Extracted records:
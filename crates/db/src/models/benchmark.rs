//! Rows of the `benchmarks` table and the per-pair aggregate view.

use chrono::NaiveDate;
use framerate_core::benchmark::{BenchmarkKey, BenchmarkSample, PerformanceStat};
use framerate_core::error::CoreError;
use framerate_core::scoring::Bottleneck;
use framerate_core::types::{DbId, Timestamp};
use framerate_core::workload::{QualityPreset, Resolution};
use sqlx::FromRow;

/// A canonical benchmark row.
///
/// `resolution` and `settings` hold the canonical identifiers (`4K`, `Ultra`);
/// a check constraint keeps anything else out.
#[derive(Debug, Clone, FromRow)]
pub struct BenchmarkRow {
    pub id: DbId,
    pub gpu_id: String,
    pub cpu_id: String,
    pub ram_id: Option<String>,
    pub game_id: String,
    pub resolution: String,
    pub settings: String,
    pub avg_fps: f64,
    pub min_fps: Option<f64>,
    pub max_fps: Option<f64>,
    pub source: String,
    pub bottleneck: Option<String>,
    pub driver_version: Option<String>,
    pub os_version: Option<String>,
    pub test_date: Option<NaiveDate>,
    pub created_at: Timestamp,
}

impl TryFrom<BenchmarkRow> for BenchmarkSample {
    type Error = CoreError;

    fn try_from(row: BenchmarkRow) -> Result<Self, Self::Error> {
        let resolution = Resolution::try_from(row.resolution)
            .map_err(|e| CoreError::StoreUnavailable(format!("benchmark {}: {e}", row.id)))?;
        let preset = QualityPreset::try_from(row.settings)
            .map_err(|e| CoreError::StoreUnavailable(format!("benchmark {}: {e}", row.id)))?;

        Ok(Self {
            id: row.id,
            key: BenchmarkKey {
                gpu_id: row.gpu_id,
                cpu_id: row.cpu_id,
                game_id: row.game_id,
                resolution,
                preset,
            },
            avg_fps: row.avg_fps,
            min_fps: row.min_fps,
            max_fps: row.max_fps,
            ram_id: row.ram_id,
            source: row.source,
            // An unrecognised stored label is treated as unrecorded.
            bottleneck: row.bottleneck.as_deref().and_then(Bottleneck::parse_recorded),
            driver_version: row.driver_version,
            os_version: row.os_version,
            test_date: row.test_date,
            created_at: row.created_at,
        })
    }
}

/// Aggregate over canonical benchmarks for one (GPU, CPU) pair.
#[derive(Debug, Clone, FromRow)]
pub struct PerformanceStatRow {
    pub gpu_id: String,
    pub cpu_id: String,
    pub benchmark_count: i64,
    pub avg_fps: f64,
    pub min_fps: f64,
    pub max_fps: f64,
}

impl From<PerformanceStatRow> for PerformanceStat {
    fn from(row: PerformanceStatRow) -> Self {
        Self {
            gpu_id: row.gpu_id,
            cpu_id: row.cpu_id,
            benchmark_count: row.benchmark_count,
            avg_fps: row.avg_fps,
            min_fps: row.min_fps,
            max_fps: row.max_fps,
        }
    }
}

* **Task requirements**: Every line from the one that contains "let resolution = Resolution::try_from(row.resolution)" down to and including the last line of the records above must be set down exactly, with nothing else.

* **Result**:
        let resolution = Resolution::try_from(row.resolution)
            .map_err(|e| CoreError::StoreUnavailable(format!("benchmark {}: {e}", row.id)))?;
        let preset = QualityPreset::try_from(row.settings)
            .map_err(|e| CoreError::StoreUnavailable(format!("benchmark {}: {e}", row.id)))?;

        Ok(Self {
            id: row.id,
            key: BenchmarkKey {
                gpu_id: row.gpu_id,
                cpu_id: row.cpu_id,
                game_id: row.game_id,
                resolution,
                preset,
            },
            avg_fps: row.avg_fps,
            min_fps: row.min_fps,
            max_fps: row.max_fps,
            ram_id: row.ram_id,
            source: row.source,
            // An unrecognised stored label is treated as unrecorded.
            bottleneck: row.bottleneck.as_deref().and_then(Bottleneck::parse_recorded),
            driver_version: row.driver_version,
            os_version: row.os_version,
            test_date: row.test_date,
            created_at: row.created_at,
        })
    }
}

/// Aggregate over canonical benchmarks for one (GPU, CPU) pair.
#[derive(Debug, Clone, FromRow)]
pub struct PerformanceStatRow {
    pub gpu_id: String,
    pub cpu_id: String,
    pub benchmark_count: i64,
    pub avg_fps: f64,
    pub min_fps: f64,
    pub max_fps: f64,
}

impl From<PerformanceStatRow> for PerformanceStat {
    fn from(row: PerformanceStatRow) -> Self {
        Self {
            gpu_id: row.gpu_id,
            cpu_id: row.cpu_id,
            benchmark_count: row.benchmark_count,
            avg_fps: row.avg_fps,
            min_fps: row.min_fps,
            max_fps: row.max_fps,
        }
    }
}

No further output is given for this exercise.